Charles Darwin University (CDU) is working to address skill shortages in hairdressing in the Northern Territory, as a part of the university’s apprenticeship offerings.
The university delivers the Certificate III in Hairdressing at both the Alice Springs and Palmerston campuses in tandem with hair salons across the Territory.
The students study from their very own hair salons on campus, which provide a practical, real-life training environment where they learn theory and practical components covering everything from colouring, cutting, head massages, handling tools and workspaces, to conducting salon transactions, hygiene and customer service.
The practical training that the students gain as part of the three-year apprenticeship reflects industry standards and expectations and ensures students graduate job ready, without tying up qualified hairdressers when they start work.
Charles Darwin University has about 50 apprentices who do training at the university and each year graduates around 15-20 fully qualified hairdressers.
CDU Team Leader Beauty Services Tim Francis said there was huge demand for apprentices to come on board across salons in the Northern Territory and for students wanting to study hairdressing.
“There is a huge shortage of hairdressers in Darwin and the wider area, so the more students we can get in to study, the more we can get out to industry and filling the gaps,” Mr Francis said.
“The benefit of having this sort of salon set up, is that when the students leave CDU they’ve developed more of their technical skills and they really are ready for the workforce.
“We are finding that barbering is a huge growth market, and we’ve now dedicated a whole area in our Palmerston salon, just for barbering because the demand has become so strong.
“We are about to reopen and reinvigorate our Alice Springs salon which we hope will alleviate some of the shortages experienced there. And we’re hiring a new hairdressing lecturer to work full-time out of the salon in Alice Springs.”
The Australian Government Department of Jobs and Small Business reports that there has been a shortage of hairdressers in Australia for more than 20 years.

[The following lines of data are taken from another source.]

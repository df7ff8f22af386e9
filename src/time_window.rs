//! Calendar months and the fixed observed/forecast window around a forecast start.

use crate::error::{ReportError, Result};
use chrono::{Datelike, NaiveDate};
use std::{fmt, str::FromStr};

/// A calendar month, the time resolution of every dataset handled by this crate.
#[derive(Debug, Clone, Copy, PartialEq, Eq, PartialOrd, Ord, Hash)]
pub struct ForecastMonth {
    year: i32,
    month: u32,
}

impl ForecastMonth {
    /// Create a month, validating the month number and keeping the year to four digits.
    ///
    /// # Examples
    ///
    /// ```rust
    /// use enso_report::ForecastMonth;
    ///
    /// let m = ForecastMonth::new(2024, 3).unwrap();
    /// assert_eq!(m.to_string(), "2024-03");
    /// assert_eq!(m.label(), "202403");
    /// assert!(ForecastMonth::new(2024, 13).is_err());
    /// ```
    pub fn new(year: i32, month: u32) -> Result<Self> {
        if !(1..=12).contains(&month) {
            return Err(ReportError::InvalidInput(format!(
                "month must be 1-12, got {}",
                month
            )));
        }
        if !(1..=9999).contains(&year) {
            return Err(ReportError::InvalidInput(format!(
                "year must be 1-9999, got {}",
                year
            )));
        }

        Ok(ForecastMonth { year, month })
    }

    /// The month containing this date.
    #[inline]
    pub fn from_date(date: NaiveDate) -> Self {
        ForecastMonth {
            year: date.year(),
            month: date.month(),
        }
    }

    /// The year.
    #[inline]
    pub fn year(&self) -> i32 {
        self.year
    }

    /// The month number, 1-12.
    #[inline]
    pub fn month(&self) -> u32 {
        self.month
    }

    /// The month `months` later (or earlier if negative).
    #[inline]
    pub fn offset(self, months: i32) -> Self {
        let idx = self.year * 12 + self.month as i32 - 1 + months;
        ForecastMonth {
            year: idx.div_euclid(12),
            month: idx.rem_euclid(12) as u32 + 1,
        }
    }

    /// Number of months from `self` until `later`, negative if `later` is earlier.
    #[inline]
    pub fn months_until(&self, later: ForecastMonth) -> i32 {
        (later.year - self.year) * 12 + later.month as i32 - self.month as i32
    }

    /// Axis label, `YYYYMM`.
    pub fn label(&self) -> String {
        format!("{:04}{:02}", self.year, self.month)
    }

    /// Tag used in output file names, `YYYY_MM`.
    pub fn file_tag(&self) -> String {
        format!("{:04}_{:02}", self.year, self.month)
    }
}

impl fmt::Display for ForecastMonth {
    fn fmt(&self, f: &mut fmt::Formatter) -> fmt::Result {
        write!(f, "{:04}-{:02}", self.year, self.month)
    }
}

impl FromStr for ForecastMonth {
    type Err = ReportError;

    /// Parse `YYYY-MM`, `YYYY-M` or `YYYYMM`.
    fn from_str(s: &str) -> Result<Self> {
        let s = s.trim();
        let bad = || ReportError::InvalidInput(format!("unable to parse month from `{}`", s));

        let (year, month) = match s.split_once('-') {
            Some((y, m)) => (y, m),
            None if s.len() == 6 && s.is_char_boundary(4) => s.split_at(4),
            None => return Err(bad()),
        };

        let year: i32 = year.parse().map_err(|_| bad())?;
        let month: u32 = month.parse().map_err(|_| bad())?;
        ForecastMonth::new(year, month)
    }
}

/// The observed history and forecast horizon around a forecast start month.
///
/// History covers the 6 months before the anchor, the horizon covers the anchor month and the 11
/// that follow, and chart axes are labelled over 19 consecutive months starting with the first
/// history month.
#[derive(Debug, Clone, Copy, PartialEq, Eq)]
pub struct TimeWindow {
    anchor: ForecastMonth,
}

impl TimeWindow {
    /// Months of observed history before the anchor.
    pub const LOOK_BACK: usize = 6;
    /// Months in the forecast horizon, starting with the anchor.
    pub const LOOK_AHEAD: usize = 12;
    /// Months labelled along chart time axes.
    pub const AXIS_SPAN: usize = 19;

    /// Create a window around a forecast start.
    pub fn new(anchor: ForecastMonth) -> Self {
        TimeWindow { anchor }
    }

    /// The forecast start month.
    #[inline]
    pub fn anchor(&self) -> ForecastMonth {
        self.anchor
    }

    /// The observed months, oldest first. The last one is the month before the anchor.
    pub fn observed_months(&self) -> Vec<ForecastMonth> {
        (0..Self::LOOK_BACK)
            .map(|i| self.anchor.offset(i as i32 - Self::LOOK_BACK as i32))
            .collect()
    }

    /// The forecast months, starting with the anchor.
    pub fn forecast_months(&self) -> Vec<ForecastMonth> {
        (0..Self::LOOK_AHEAD)
            .map(|i| self.anchor.offset(i as i32))
            .collect()
    }

    /// All months labelled along a chart time axis, oldest first.
    pub fn axis_months(&self) -> Vec<ForecastMonth> {
        let start = self.anchor.offset(-(Self::LOOK_BACK as i32));
        (0..Self::AXIS_SPAN)
            .map(|i| start.offset(i as i32))
            .collect()
    }

    /// `YYYYMM` labels for [`axis_months`](#method.axis_months).
    pub fn axis_labels(&self) -> Vec<String> {
        self.axis_months().iter().map(|m| m.label()).collect()
    }
}
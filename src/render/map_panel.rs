//! Filled maps on a plate carrée projection with optional outlines, land fill and wind vectors.

use super::{
    contour::filled_bands, draw_frame, draw_label, draw_titles, local, style::ColorScale, Area,
    Chart, Ticks,
};
use crate::{
    error::{ReportError, Result},
    field::Grid,
    interpolation::{add_cyclic_point, wrap_longitudes},
    mask::{BoundaryPolygon, Outline},
};
use metfor::{MetersPSec, Quantity, WindUV};
use optional::Optioned;
use plotters::{
    prelude::*,
    style::text_anchor::{HPos, VPos},
};

/// Longitude and latitude limits of a map. Longitudes may run past 180 or 360 to center a map
/// away from the prime meridian.
#[derive(Debug, Clone, Copy, PartialEq)]
pub struct MapExtent {
    /// Western edge.
    pub lon_min: f64,
    /// Eastern edge.
    pub lon_max: f64,
    /// Southern edge.
    pub lat_min: f64,
    /// Northern edge.
    pub lat_max: f64,
}

impl MapExtent {
    /// Global between 70S and 70N, centered on 200E.
    pub const PACIFIC_CENTERED: MapExtent = MapExtent::new(20.0, 380.0, -70.0, 70.0);
    /// Global between 70S and 70N, centered on the prime meridian.
    pub const GREENWICH_CENTERED: MapExtent = MapExtent::new(-180.0, 180.0, -70.0, 70.0);
    /// Mainland China.
    pub const CHINA: MapExtent = MapExtent::new(70.0, 140.0, 10.0, 60.0);
    /// The South China Sea inset.
    pub const SOUTH_CHINA_SEA: MapExtent = MapExtent::new(104.0, 125.0, 0.0, 25.0);

    /// Build an extent.
    pub const fn new(lon_min: f64, lon_max: f64, lat_min: f64, lat_max: f64) -> Self {
        MapExtent {
            lon_min,
            lon_max,
            lat_min,
            lat_max,
        }
    }

    fn wraps_globe(&self) -> bool {
        self.lon_max - self.lon_min >= 360.0 - 1.0e-9
    }

    fn contains(&self, (lon, lat): (f64, f64)) -> bool {
        lon >= self.lon_min && lon <= self.lon_max && lat >= self.lat_min && lat <= self.lat_max
    }

    // Longitude offsets that could bring a shape in -180..360 onto this map.
    fn offsets(&self) -> [f64; 3] {
        [-360.0, 0.0, 360.0]
    }
}

/// Wind vectors drawn as arrows on a map.
#[derive(Debug, Clone)]
pub struct VectorLayer {
    u: Grid,
    v: Grid,
    lat_stride: usize,
    lon_stride: usize,
    scale: f64,
    reference: Option<f64>,
}

impl VectorLayer {
    /// Zonal and meridional components on the same grid.
    pub fn new(u: Grid, v: Grid) -> Result<Self> {
        if u.lats() != v.lats() || u.lons() != v.lons() {
            return Err(ReportError::ShapeMismatch(
                "wind components are on different grids".to_owned(),
            ));
        }

        Ok(VectorLayer {
            u,
            v,
            lat_stride: 4,
            lon_stride: 6,
            scale: 25.0,
            reference: None,
        })
    }

    /// Draw every `lat`-th row and `lon`-th column.
    pub fn with_stride(mut self, lat: usize, lon: usize) -> Self {
        self.lat_stride = lat.max(1);
        self.lon_stride = lon.max(1);
        self
    }

    /// The speed (m/s) of an arrow as long as the map is wide.
    pub fn with_scale(mut self, scale: f64) -> Self {
        self.scale = scale;
        self
    }

    /// Add a key arrow of the given speed (m/s).
    pub fn with_reference(mut self, speed: f64) -> Self {
        self.reference = Some(speed);
        self
    }

    /// The subsampled arrows with both components present, as ((lon, lat), wind).
    pub fn arrows(&self) -> Vec<((f64, f64), WindUV<MetersPSec>)> {
        let (n_lat, n_lon) = self.u.shape();
        let mut arrows = vec![];

        for i in (0..n_lat).step_by(self.lat_stride) {
            for j in (0..n_lon).step_by(self.lon_stride) {
                if let (Some(u), Some(v)) =
                    (self.u.get(i, j).into_option(), self.v.get(i, j).into_option())
                {
                    let wind = WindUV {
                        u: MetersPSec(u),
                        v: MetersPSec(v),
                    };
                    arrows.push(((self.u.lons()[j], self.u.lats()[i]), wind));
                }
            }
        }

        arrows
    }
}

/// One map panel.
#[derive(Debug, Clone)]
pub struct MapPanel<'a> {
    title: String,
    extent: MapExtent,
    scale: &'a ColorScale,
    field: Option<&'a Grid>,
    land: Option<&'a BoundaryPolygon>,
    outlines: Vec<(&'a Outline, RGBColor)>,
    vectors: Option<&'a VectorLayer>,
    lon_ticks: Ticks,
    lat_ticks: Ticks,
}
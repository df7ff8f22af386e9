//! Polygon masks and map outlines read from shapefiles.

use crate::{
    error::{ReportError, Result},
    field::Grid,
    interpolation::wrap_longitudes,
    region::lon_180,
};
use geo::{BoundingRect, Contains, Coord, LineString, Point, Polygon, Rect};
use shapefile::Shape;
use std::path::Path;
use tracing::debug;

// Shapefile records list outer rings each followed by their holes.
macro_rules! rings_to_polygons {
    ($poly:expr) => {{
        let mut out: Vec<Polygon<f64>> = Vec::new();
        let mut exterior: Option<(LineString<f64>, Vec<LineString<f64>>)> = None;
        for ring in $poly.rings() {
            let line: LineString<f64> = ring
                .points()
                .iter()
                .map(|p| Coord { x: p.x, y: p.y })
                .collect();
            match ring {
                shapefile::PolygonRing::Outer(_) => {
                    if let Some((ext, holes)) = exterior.take() {
                        out.push(Polygon::new(ext, holes));
                    }
                    exterior = Some((line, Vec::new()));
                }
                shapefile::PolygonRing::Inner(_) => {
                    if let Some((_, holes)) = exterior.as_mut() {
                        holes.push(line);
                    }
                }
            }
        }
        if let Some((ext, holes)) = exterior {
            out.push(Polygon::new(ext, holes));
        }
        out
    }};
}

macro_rules! rings_to_lines {
    ($poly:expr) => {{
        $poly
            .rings()
            .iter()
            .map(|ring| {
                ring.points()
                    .iter()
                    .map(|p| Coord { x: p.x, y: p.y })
                    .collect::<LineString<f64>>()
            })
            .collect::<Vec<_>>()
    }};
}

macro_rules! parts_to_lines {
    ($line:expr) => {{
        $line
            .parts()
            .iter()
            .map(|part| {
                part.iter()
                    .map(|p| Coord { x: p.x, y: p.y })
                    .collect::<LineString<f64>>()
            })
            .collect::<Vec<_>>()
    }};
}

/// A set of polygons with holes, longitudes in -180..180.
#[derive(Debug, Clone, Default)]
pub struct BoundaryPolygon {
    // Each polygon with its bounding box for a quick rejection test.
    polygons: Vec<(Rect<f64>, Polygon<f64>)>,
}

impl BoundaryPolygon {
    /// Build from polygons already in memory.
    pub fn from_polygons<I>(polygons: I) -> Self
    where
        I: IntoIterator<Item = Polygon<f64>>,
    {
        let polygons = polygons
            .into_iter()
            .filter_map(|poly| poly.bounding_rect().map(|rect| (rect, poly)))
            .collect();

        BoundaryPolygon { polygons }
    }

    /// Read every polygon record from a shapefile. Other record types are ignored.
    pub fn from_shapefile(path: &Path) -> Result<Self> {
        if !path.exists() {
            return Err(ReportError::MissingFile(path.to_path_buf()));
        }

        let shapes = shapefile::read_shapes(path)?;
        let mut polygons = Vec::new();
        for shape in shapes {
            match shape {
                Shape::Polygon(poly) => polygons.extend(rings_to_polygons!(poly)),
                Shape::PolygonM(poly) => polygons.extend(rings_to_polygons!(poly)),
                Shape::PolygonZ(poly) => polygons.extend(rings_to_polygons!(poly)),
                _ => {}
            }
        }

        debug!(path = %path.display(), polygons = polygons.len(), "loaded boundary");

        if polygons.is_empty() {
            return Err(ReportError::InvalidInput(format!(
                "{} contains no polygons",
                path.display()
            )));
        }

        Ok(Self::from_polygons(polygons))
    }

    /// Iterate over the polygons.
    pub fn polygons(&self) -> impl Iterator<Item = &Polygon<f64>> {
        self.polygons.iter().map(|(_, poly)| poly)
    }

    /// Number of polygons.
    pub fn len(&self) -> usize {
        self.polygons.len()
    }

    /// Are there any polygons?
    pub fn is_empty(&self) -> bool {
        self.polygons.is_empty()
    }

    /// Is the point strictly inside one of the polygons? Points on a boundary are outside.
    pub fn contains(&self, lon: f64, lat: f64) -> bool {
        let pnt = Point::new(lon_180(lon), lat);
        self.polygons.iter().any(|(rect, poly)| {
            let (min, max) = (rect.min(), rect.max());
            pnt.x() > min.x
                && pnt.x() < max.x
                && pnt.y() > min.y
                && pnt.y() < max.y
                && poly.contains(&pnt)
        })
    }

    /// Blank every grid point that is not strictly inside the boundary.
    ///
    /// The output grid has longitudes renormalized to -180..180 and sorted west to east. Values
    /// inside the boundary are unchanged.
    pub fn mask_outside(&self, grid: &Grid) -> Grid {
        let grid = wrap_longitudes(grid, -180.0);
        let lats = grid.lats().to_vec();
        let lons = grid.lons().to_vec();
        let (_, n_lon) = grid.shape();

        let values = grid
            .values()
            .iter()
            .enumerate()
            .map(|(k, &val)| {
                let (lat, lon) = (lats[k / n_lon], lons[k % n_lon]);
                if val.is_some() && self.contains(lon, lat) {
                    val
                } else {
                    optional::none()
                }
            })
            .collect();

        Grid::from_parts(lats, lons, values)
    }
}

/// Lines drawn on top of maps: coastlines, borders and outlines of regions.
#[derive(Debug, Clone, Default)]
pub struct Outline {
    lines: Vec<LineString<f64>>,
}

impl Outline {
    /// Read polygon rings and polyline parts from a shapefile.
    pub fn from_shapefile(path: &Path) -> Result<Self> {
        if !path.exists() {
            return Err(ReportError::MissingFile(path.to_path_buf()));
        }

        let mut lines = Vec::new();
        for shape in shapefile::read_shapes(path)? {
            match shape {
                Shape::Polygon(poly) => lines.extend(rings_to_lines!(poly)),
                Shape::PolygonM(poly) => lines.extend(rings_to_lines!(poly)),
                Shape::PolygonZ(poly) => lines.extend(rings_to_lines!(poly)),
                Shape::Polyline(line) => lines.extend(parts_to_lines!(line)),
                Shape::PolylineM(line) => lines.extend(parts_to_lines!(line)),
                Shape::PolylineZ(line) => lines.extend(parts_to_lines!(line)),
                _ => {}
            }
        }

        debug!(path = %path.display(), lines = lines.len(), "loaded outline");
        Ok(Outline { lines })
    }

    /// The exterior and interior rings of a boundary.
    pub fn from_boundary(boundary: &BoundaryPolygon) -> Self {
        let lines = boundary
            .polygons()
            .flat_map(|poly| {
                std::iter::once(poly.exterior().clone()).chain(poly.interiors().to_vec())
            })
            .collect();

        Outline { lines }
    }

    /// Build from lines already in memory.
    pub fn from_lines(lines: Vec<LineString<f64>>) -> Self {
        Outline { lines }
    }

    /// The lines, longitudes as stored in the source.
    pub fn lines(&self) -> &[LineString<f64>] {
        &self.lines
    }
}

The department reports that in 2018, two out of every three hairdressing vacancies went unfilled.
The Australian Skills and Industry Committee has reported that employment levels for hairdressers had a “notable decrease” from 77,700 in 2019 to 60,500 in 2020. It predicts numbers will increase to 79,600 by 2024.
Hair and beauty students learn the latest skills and techniques from industry professionals at CDU’s hair and beauty training salons in Palmerston and Alice Springs.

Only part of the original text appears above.